The basic device serving consumers at home will almost certainly be some sort of hybrid telecomputer that marries a computer processor and a television screen … A CD-ROM component will allow consumers to store and later retrieve data, from train timetables to family photographs … All of this will be enormously expensive. Even allowing for the fact that competition can be counted on to drive down costs, telecomputers of the sort described here will cost thousands of dollars each … Much as we like to think of the infohighway as the centerpiece of a “postindustrial” era, building it will be a very old-fashioned capital-intensive undertaking. It will take a long time, and it will be very expensive.

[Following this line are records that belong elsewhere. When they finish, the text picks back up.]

//! Settings page and currency picker handlers

use tracing::info;

use crate::settings_state::{CurrencyPicker, SettingsRow};
use crate::state::{AppState, UiMode};

use super::{DebounceTarget, UpdateAction, UpdateResult};

/// Toggle or open whatever row is highlighted
pub fn handle_activate(state: &mut AppState) -> UpdateResult {
    match state.settings.selected_row() {
        SettingsRow::DarkMode => handle_toggle_dark_mode(state),
        SettingsRow::MetricUnits => handle_toggle_metric(state),
        SettingsRow::Currency => handle_open_currency_picker(state),
        SettingsRow::SignOut => handle_sign_out(state),
    }
}

pub fn handle_toggle_dark_mode(state: &mut AppState) -> UpdateResult {
    state.settings.toggle_dark_mode();
    info!("Dark mode: {}", state.settings.dark_mode);
    UpdateResult::none()
}

pub fn handle_toggle_metric(state: &mut AppState) -> UpdateResult {
    state.settings.toggle_metric();
    info!("Metric units: {}", state.settings.use_metric);
    UpdateResult::none()
}

/// There is no account to sign out of; the request is only logged
pub fn handle_sign_out(state: &mut AppState) -> UpdateResult {
    info!("Sign out requested");
    state.set_status("Signed out");
    UpdateResult::none()
}

pub fn handle_open_currency_picker(state: &mut AppState) -> UpdateResult {
    state.settings.picker = Some(CurrencyPicker::new());
    state.ui_mode = UiMode::CurrencyPicker;
    UpdateResult::none()
}

/// Type (`Some`) or delete (`None`) a search character and debounce the filter
pub fn handle_currency_input(state: &mut AppState, c: Option<char>) -> UpdateResult {
    let Some(picker) = state.settings.picker.as_mut() else {
        return UpdateResult::none();
    };
    let generation = match c {
        Some(c) => picker.push_char(c),
        None => picker.pop_char(),
    };
    UpdateResult::action(UpdateAction::ScheduleDebounce {
        target: DebounceTarget::Currency,
        generation,
        delay: state.currency_debounce,
    })
}

pub fn handle_currency_debounce(state: &mut AppState, generation: u64) -> UpdateResult {
    if let Some(picker) = state.settings.picker.as_mut() {
        picker.debounce_elapsed(generation);
    }
    UpdateResult::none()
}

pub fn handle_currency_move(state: &mut AppState, delta: isize) -> UpdateResult {
    if let Some(picker) = state.settings.picker.as_mut() {
        picker.move_cursor(delta);
    }
    UpdateResult::none()
}

pub fn handle_currency_select(state: &mut AppState) -> UpdateResult {
    let Some(currency) = state.settings.picker.as_ref().and_then(|p| p.highlighted()) else {
        return UpdateResult::none();
    };
    state.settings.select_currency(currency);
    info!("Currency set to {}", currency.code);
    state.ui_mode = UiMode::Normal;
    UpdateResult::none()
}

pub fn handle_close_currency_picker(state: &mut AppState) -> UpdateResult {
    state.settings.picker = None;
    state.ui_mode = UiMode::Normal;
    UpdateResult::none()
}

Predictor: Gomery, Douglas

Prediction, in context:

In a 1994 article for Wilson Quarterly, Douglas Gomery writes: ”The basic device serving consumers at home will almost certainly be some sort of hybrid telecomputer that marries a computer processor and a television screen. It will display wide-screen images, easily accommodating all of Hollywood’s CinemaScope-like images without lopping off the sides. Since sound and pictures will be recorded in digital code rather than as analog magnetic waves, as they are today, they will be crisp, clear, and distortion-free. A CD-ROM component will allow consumers to store and later retrieve data, from train timetables to family photographs. The telecomputer will have a keyboard, but its interactive heart will be a semiconductor chip. All of this will be enormously expensive. Even allowing for the fact that competition can be counted on to drive down costs, telecomputers of the sort described here will cost thousands of dollars each. When they finally become widely available, for example, digital high-definition television (HDTV) sets are likely to cost in the neighborhood of $5,000. To wire the nation with fiber-optic cable, add at least $1,000 per household, or a cool $100 billion for the whole country. That is not to mention the cost of wiring businesses, government of and nonprofit institutions. Sums of this size serve as reminders that, much as we like to think of the infohighway as the centerpiece of a ‘postindustrial’ era, building it will be a very old-fashioned capital-intensive undertaking. It will take a long time, and it will be very expensive.”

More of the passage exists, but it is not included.